In the past, I make N200 (£0.42) to N300 ((£0.62) on bad days, and as much as N500 (£1) to N1,000 (£2) on good days. I am now a big dealer of agrovet products in Gwaram and when I treat just two to three cattle, I make a lot of profit that is sufficient to cater for myself and my family.
Apart from personal gains to Saidu and his family, the community also benefits as Saidu is imparting knowledge to four apprentices he has taken under his wings. He also makes a point of educating his customers about misconceptions and unfriendly practices whenever he encounters them. Saidu’s status has gone up in the society; he has become a well-known and respected member of his community such that other practitioners reach out to him for solutions.
There are two [apprentices] in my shop and there are some others I teach and send around to do minor treatment so they can earn a living from there as well. I have become so competent that even other livestock health service providers in my community do refer difficult cases to me to assist them.
Saidu was quick to attribute his success to the support received from Propcom and her partners. He said that the training, initial free products and motorcycle received, along with some money he’d saved were instrumental in helping him start his business. However, the journey has not been easy. Saidu said he faced many challenges, especially the high cost of veterinary product prices he initially purchased from Jigawa State. But he overcame this difficulty by purchasing from Kano where products are comparatively cheaper.

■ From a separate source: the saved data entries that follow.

impl Serializer {
    pub fn new() -> Self {
        Serializer { use_undefined_for_null: false, hook: None }
    }

    /// Write `undefined` instead of `null` for null values.
    pub fn with_undefined_for_null(mut self, use_undefined_for_null: bool) -> Self {
        self.use_undefined_for_null = use_undefined_for_null;
        self
    }

    /// Consult `hook` before any other serialization logic.
    pub fn with_hook(mut self, hook: Arc<dyn SerializeHook>) -> Self {
        self.hook = Some(hook);
        self
    }

    #[inline]
    pub fn use_undefined_for_null(&self) -> bool {
        self.use_undefined_for_null
    }

    /// The token written for null values.
    #[inline]
    pub fn null_token(&self) -> &'static str {
        if self.use_undefined_for_null { UNDEFINED } else { NULL }
    }

    /// The process-wide serializer.
    pub fn default_instance() -> Arc<Serializer> {
        default_cell().read().unwrap_or_else(PoisonError::into_inner).clone()
    }

    /// Replace the process-wide serializer.
    pub fn set_default(serializer: Arc<Serializer>) {
        *default_cell().write().unwrap_or_else(PoisonError::into_inner) = serializer;
    }

    /// Serialize `value` to a string.
    ///
    /// Returns `None` when the value is null and `options` does not request
    /// null emission.
    pub fn serialize(&self, value: &dyn Reflect, options: NodeOptions) -> Result<Option<String>> {
        let mut out = String::new();
        Ok(self.serialize_to(&mut out, value, options)?.then_some(out))
    }

    /// Serialize `value` into `out`.
    ///
    /// Returns `false` when nothing was written.
    pub fn serialize_to<W>(&self, out: &mut W, value: &dyn Reflect, options: NodeOptions) -> Result<bool>
        where W: JsonWrite + ?Sized
    {
        let prepared = self.prepare(value, options)?;
        if prepared.is_absent() && !options.should_serialize_null() {
            return Ok(false);
        }
        self.write_prepared(out, prepared, options)?;
        Ok(true)
    }

    /// The null token when `options` requests null emission.
    pub fn serialize_null(&self, options: NodeOptions) -> Option<&'static str> {
        options.should_serialize_null().then(|| self.null_token())
    }

    pub fn serialize_string(&self, value: &str) -> String {
        let mut out = String::with_capacity(value.len() + 2);
        // writing to a string never fails
        let _ = format_escaped_str(&mut out, value);
        out
    }

    pub fn serialize_bool(&self, value: bool) -> &'static str {
        if value { "true" } else { "false" }
    }

    /// Serialize a declared enum member.
    pub fn serialize_enum(&self, value: &dyn Reflect) -> Result<String> {
        let info = value.reflect_type_info();
        let enum_info = info.as_enum().ok_or_else(|| Error::InvalidArgument(
            format!("`{}` is not an enum", info.type_name())))?;
        let member = enum_info.member_of(value).ok_or_else(|| Error::InvalidArgument(
            format!("{:?} is not a declared member of `{}`", value, info.type_name())))?;
        if enum_info.use_integers() {
            Ok(itoa::Buffer::new().format(member.value()).to_owned())
        }
        else {
            Ok(self.serialize_string(&enum_info.format_member(member)))
        }
    }

    /// Serialize an `Option`-like value.
    pub fn serialize_nullable(&self, value: &dyn Reflect, options: NodeOptions) -> Result<Option<String>> {
        let info = value.reflect_type_info();
        if info.as_nullable().is_none() {
            return Err(Error::InvalidArgument(format!("`{}` is not nullable", info.type_name())));
        }
        self.serialize(value, options)
    }

    /// Serialize a class member by member, bypassing hooks, opt-out
    /// implementations and delegates.
    pub fn serialize_by_parts(&self, value: &dyn Reflect, options: NodeOptions) -> Result<Option<String>> {
        let info = value.reflect_type_info();
        if info.is_primitive_or_enum() {
            return Err(Error::InvalidArgument(
                format!("cannot serialize `{}` by parts", info.type_name())));
        }
        if value.reflect_is_null() {
            return Ok(self.serialize_null(options).map(str::to_owned));
        }
        let class = info.as_class().ok_or_else(|| Error::InvalidArgument(
            format!("`{}` is not a class type", info.type_name())))?;
        let mut out = String::new();
        self.write_object(&mut out, class, value)?;
        Ok(Some(out))
    }

    fn prepare<'a>(&self, value: &'a dyn Reflect, options: NodeOptions) -> Result<Prepared<'a>> {
        if value.reflect_is_null() {
            return Ok(Prepared::Absent);
        }
        if let Some(hook) = &self.hook {
            if let Some(text) = hook.try_serialize(self, value, options)? {
                trace!("`{}` serialized by hook", value.reflect_type_info().type_name());
                return Ok(text.map_or(Prepared::Absent, Prepared::Text));
            }
        }
        if let Some(class) = value.reflect_type_info().as_class() {
            if let Some(text) = class.custom_serialize(value, self) {
                return Ok(text?.map_or(Prepared::Absent, Prepared::Text));
            }
        }
        match value.reflect_delegate() {
            Some(inner) => self.prepare(inner, options),
            None => Ok(Prepared::Value(value))
        }
    }

    fn write_prepared<W>(&self, out: &mut W, prepared: Prepared<'_>, options: NodeOptions) -> Result<()>
        where W: JsonWrite + ?Sized
    {
        match prepared {
            Prepared::Absent => Ok(out.write_str(self.null_token())?),
            Prepared::Text(text) => Ok(out.write_str(&text)?),
            Prepared::Value(value) => self.write_value(out, value, options)
        }
    }

    fn write_value<W>(&self, out: &mut W, value: &dyn Reflect, options: NodeOptions) -> Result<()>
        where W: JsonWrite + ?Sized
    {
        let info = value.reflect_type_info();
        match info.shape() {
            Shape::Number(kind) => self.write_number(out, value, *kind),
            Shape::Bool => Ok(out.write_str(self.serialize_bool(*expect::<bool>(value)?))?),
            Shape::Char => {
                let mut buf = [0u8; 4];
                Ok(format_escaped_str(out, expect::<char>(value)?.encode_utf8(&mut buf))?)
            }
            Shape::Enum(..) => Ok(out.write_str(&self.serialize_enum(value)?)?),
            Shape::String => Ok(format_escaped_str(out, expect::<String>(value)?)?),
            // a non-null nullable always has a delegate
            Shape::Nullable(..) => Ok(out.write_str(self.null_token())?),
            Shape::List(list) => self.write_elements(out, (list.elements)(value).into_iter(), options),
            Shape::Dictionary(dictionary) => {
                out.write_byte(b'{')?;
                let mut first = true;
                for (key, value) in (dictionary.entries)(value) {
                    self.write_entry(out, &mut first, key, value, options)?;
                }
                Ok(out.write_byte(b'}')?)
            }
            Shape::Dynamic => self.write_dynamic(out, expect::<Value>(value)?, options),
            Shape::Custom(class) => self.write_object(out, class, value)
        }
    }

    fn write_number<W>(&self, out: &mut W, value: &dyn Reflect, kind: NumberKind) -> Result<()>
        where W: JsonWrite + ?Sized
    {
        macro_rules! write_integer {
            ($ty:ty) => {
                out.write_str(itoa::Buffer::new().format(*expect::<$ty>(value)?))?
            };
        }
        match kind {
            NumberKind::I8 => write_integer!(i8),
            NumberKind::I16 => write_integer!(i16),
            NumberKind::I32 => write_integer!(i32),
            NumberKind::I64 => write_integer!(i64),
            NumberKind::Isize => write_integer!(isize),
            NumberKind::U8 => write_integer!(u8),
            NumberKind::U16 => write_integer!(u16),
            NumberKind::U32 => write_integer!(u32),
            NumberKind::U64 => write_integer!(u64),
            NumberKind::Usize => write_integer!(usize),
            NumberKind::F32 => {
                if !format_f32(out, *expect::<f32>(value)?)? {
                    out.write_str(NULL)?;
                }
            }
            NumberKind::F64 => {
                if !format_f64(out, *expect::<f64>(value)?)? {
                    out.write_str(NULL)?;
                }
            }
        }
        Ok(())
    }

    fn write_dynamic<W>(&self, out: &mut W, value: &Value, options: NodeOptions) -> Result<()>
        where W: JsonWrite + ?Sized
    {
        match value {
            Value::Null => out.write_str(self.null_token())?,
            Value::Bool(b) => out.write_str(self.serialize_bool(*b))?,
            Value::Number(n) => {
                if !format_f64(out, *n)? {
                    out.write_str(NULL)?;
                }
            }
            Value::String(s) => format_escaped_str(out, s)?,
            Value::Array(elements) => {
                return self.write_elements(out, elements.iter().map(|element| element as &dyn Reflect), options);
            }
            Value::Dictionary(map) => {
                out.write_byte(b'{')?;
                self.write_map_entries(out, &mut true, map, options)?;
                out.write_byte(b'}')?;
            }
            Value::Custom(obj) => {
                let prepared = self.prepare(&**obj, options)?;
                return self.write_prepared(out, prepared, options);
            }
        }
        Ok(())
    }

    /// Lists keep null placeholders.
    fn write_elements<'a, W, I>(&self, out: &mut W, elements: I, options: NodeOptions) -> Result<()>
        where W: JsonWrite + ?Sized,
              I: Iterator<Item = &'a dyn Reflect>
    {
        let options = options | NodeOptions::SERIALIZE_NULL;
        out.write_byte(b'[')?;
        let mut first = true;
        for element in elements {
            separator(out, &mut first)?;
            let prepared = self.prepare(element, options)?;
            self.write_prepared(out, prepared, options)?;
        }
        Ok(out.write_byte(b']')?)
    }

    fn write_map_entries<W>(&self, out: &mut W, first: &mut bool, map: &Map, options: NodeOptions) -> Result<()>
        where W: JsonWrite + ?Sized
    {
        for (key, value) in map {
            self.write_entry(out, first, key, value, options)?;
        }
        Ok(())
    }

    /// Write `"key":value`, skipping entries with a null key or an absent
    /// value. Keys that do not serialize to a JSON string are quoted.
    fn write_entry<W>(
        &self,
        out: &mut W,
        first: &mut bool,
        key: &dyn Reflect,
        value: &dyn Reflect,
        options: NodeOptions
    ) -> Result<()>
        where W: JsonWrite + ?Sized
    {
        let key_options = options & !NodeOptions::SERIALIZE_NULL;
        let Some(key_text) = self.serialize(key, key_options)? else {
            return Ok(());
        };
        let prepared = self.prepare(value, options)?;
        if prepared.is_absent() && !options.should_serialize_null() {
            return Ok(());
        }
        separator(out, first)?;
        if key_text.starts_with('"') {
            out.write_str(&key_text)?;
        }
        else {
            format_escaped_str(out, &key_text)?;
        }
        out.write_byte(b':')?;
        self.write_prepared(out, prepared, options)
    }

    fn write_object<W>(&self, out: &mut W, class: &ClassInfo, obj: &dyn Reflect) -> Result<()>
        where W: JsonWrite + ?Sized
    {
        trace!("serializing `{}` by parts", obj.reflect_type_info().type_name());
        class.notify_serialization(obj, self, Phase::WillBegin);
        match self.write_members(out, class, obj) {
            Ok(()) => {
                class.notify_serialization(obj, self, Phase::Succeeded);
                Ok(())
            }
            Err(err) => {
                class.notify_serialization(obj, self, Phase::Failed);
                Err(err)
            }
        }
    }

    fn write_members<W>(&self, out: &mut W, class: &ClassInfo, obj: &dyn Reflect) -> Result<()>
        where W: JsonWrite + ?Sized
    {
        let tuple = class.options().should_use_tuple_format();
        let (members, extras) = introspect::serialized_members(class);
        out.write_byte(if tuple { b'[' } else { b'{' })?;
        let mut first = true;
        for member in members {
            let options = member.options();
            if !options.is_serialized() {
                continue;
            }
            let value = member.get(obj)?;
            let prepared = self.prepare(&*value, options)?;
            if prepared.is_absent() && !options.should_serialize_null() {
                continue;
            }
            separator(out, &mut first)?;
            if !tuple {
                format_escaped_str(out, member.key())?;
                out.write_byte(b':')?;
            }
            self.write_prepared(out, prepared, options)?;
        }
        if let Some(member) = extras.filter(|_| !tuple) {
            let options = member.extras_attribute().map(|extras| extras.options).unwrap_or_default();
            let value = member.get(obj)?;
            if let Some(map) = value.downcast_ref::<Map>() {
                self.write_map_entries(out, &mut first, map, options)?;
            }
        }
        Ok(out.write_byte(if tuple { b']' } else { b'}' })?)
    }
}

What gave me the courage and strength to undertake this task is the assistance we received since the training. They gave me one [ free] carton of agrovet medication. It was very effective and people patronised us and work was going fine. They gave us brand new motorcycles on the condition that we pay N7,500 (£15.7) monthly. I used to have challenges. But since we were certified after the CAHW training, the certificate issued to me serves as an identity card. It has made accessing and buying these agrovet products from Kano very easy; whenever it is with me, there is no hindrance.
The COVID-19 pandemic affected Saidu’s income, particularly during the lockdown period. He was unable to visit his customers to
provide service as usual and many of his clients, who are Fulani herdsmen, were unable go to the market to sell their animals and make
money to buy medicine. Saidu said that as business starts up again with the easing of the lockdown, he has taken precautions to
safeguard himself, his family and his workers by adhering to government prevention instructions.
Despite the impact of COVID-19, Saidu is hopeful for the future. He hopes to venture into poultry farming and sell chicks to poultry
farmers. However, he appeals to Propcom and her partners to assist with improving availability of essential medicines that are frequently used for livestock health management.